**Work task:** In the records that come next, find every line with "ScenarioConfig". Return those lines.

Data entries:

───

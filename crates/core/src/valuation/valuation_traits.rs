//! Service trait for the valuation engine.

use crate::errors::Result;
use crate::scenarios::{ScenarioConfig, ScenarioResult};
use crate::sectors::{SectorMultiple, SectorResolution};
use crate::tax::{TaxCalculationResult, TaxScenarioInput};
use crate::valuation::{CompanyFinancials, ValuationResult};

/// Entry points consumed by the form and API layers.
///
/// Implementations hold only read-only tables, so every call is independent.
pub trait ValuationServiceTrait: Send + Sync {
    /// Resolves a free-form sector key, falling back to the default sector.
    fn resolve_sector_multiple(&self, sector_key: &str) -> SectorResolution;

    /// Computes the point valuation, range and default scenarios.
    fn compute_valuation(&self, financials: &CompanyFinancials) -> Result<ValuationResult>;

    /// Recomputes `base` under each scenario config, in order, relative to
    /// `acquisition_cost`.
    fn generate_scenarios(
        &self,
        base: &ValuationResult,
        configs: &[ScenarioConfig],
        acquisition_cost: f64,
    ) -> Result<Vec<ScenarioResult>>;

    /// Estimates capital-gains tax and net proceeds for selling at
    /// `sale_valuation`.
    fn apply_tax_overlay(
        &self,
        sale_valuation: f64,
        input: &TaxScenarioInput,
    ) -> Result<TaxCalculationResult>;

    /// Configured sector entries, in table order.
    fn sectors(&self) -> &[SectorMultiple];

    /// Configured default scenario set.
    fn default_scenarios(&self) -> &[ScenarioConfig];
}
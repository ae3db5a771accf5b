//! Conversions between the engine's `f64` arithmetic and `Decimal` money.

use num_traits::FromPrimitive;
use rust_decimal::{Decimal, RoundingStrategy};

use crate::constants::DISPLAY_DECIMAL_PRECISION;
use crate::errors::{Error, Result};

/// Rounds a decimal amount to display precision, half away from zero.
pub fn round_money(value: Decimal) -> Decimal {
    value.round_dp_with_strategy(
        DISPLAY_DECIMAL_PRECISION,
        RoundingStrategy::MidpointAwayFromZero,
    )
}

/// Converts an unrounded `f64` into a display amount.
///
/// This is the only place valuation figures are rounded.
pub fn to_money(value: f64) -> Result<Decimal> {
    Decimal::from_f64(value)
        .map(round_money)
        .ok_or_else(|| Error::Calculation(format!("{} is not representable as money", value)))
}

/// Converts an `f64` input into a `Decimal` without rounding it.
pub fn to_decimal(value: f64) -> Result<Decimal> {
    Decimal::from_f64(value)
        .ok_or_else(|| Error::Calculation(format!("{} is not representable as a decimal", value)))
}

───

**Exercise answer:**
use crate::scenarios::{ScenarioConfig, ScenarioResult};
        configs: &[ScenarioConfig],
    fn default_scenarios(&self) -> &[ScenarioConfig];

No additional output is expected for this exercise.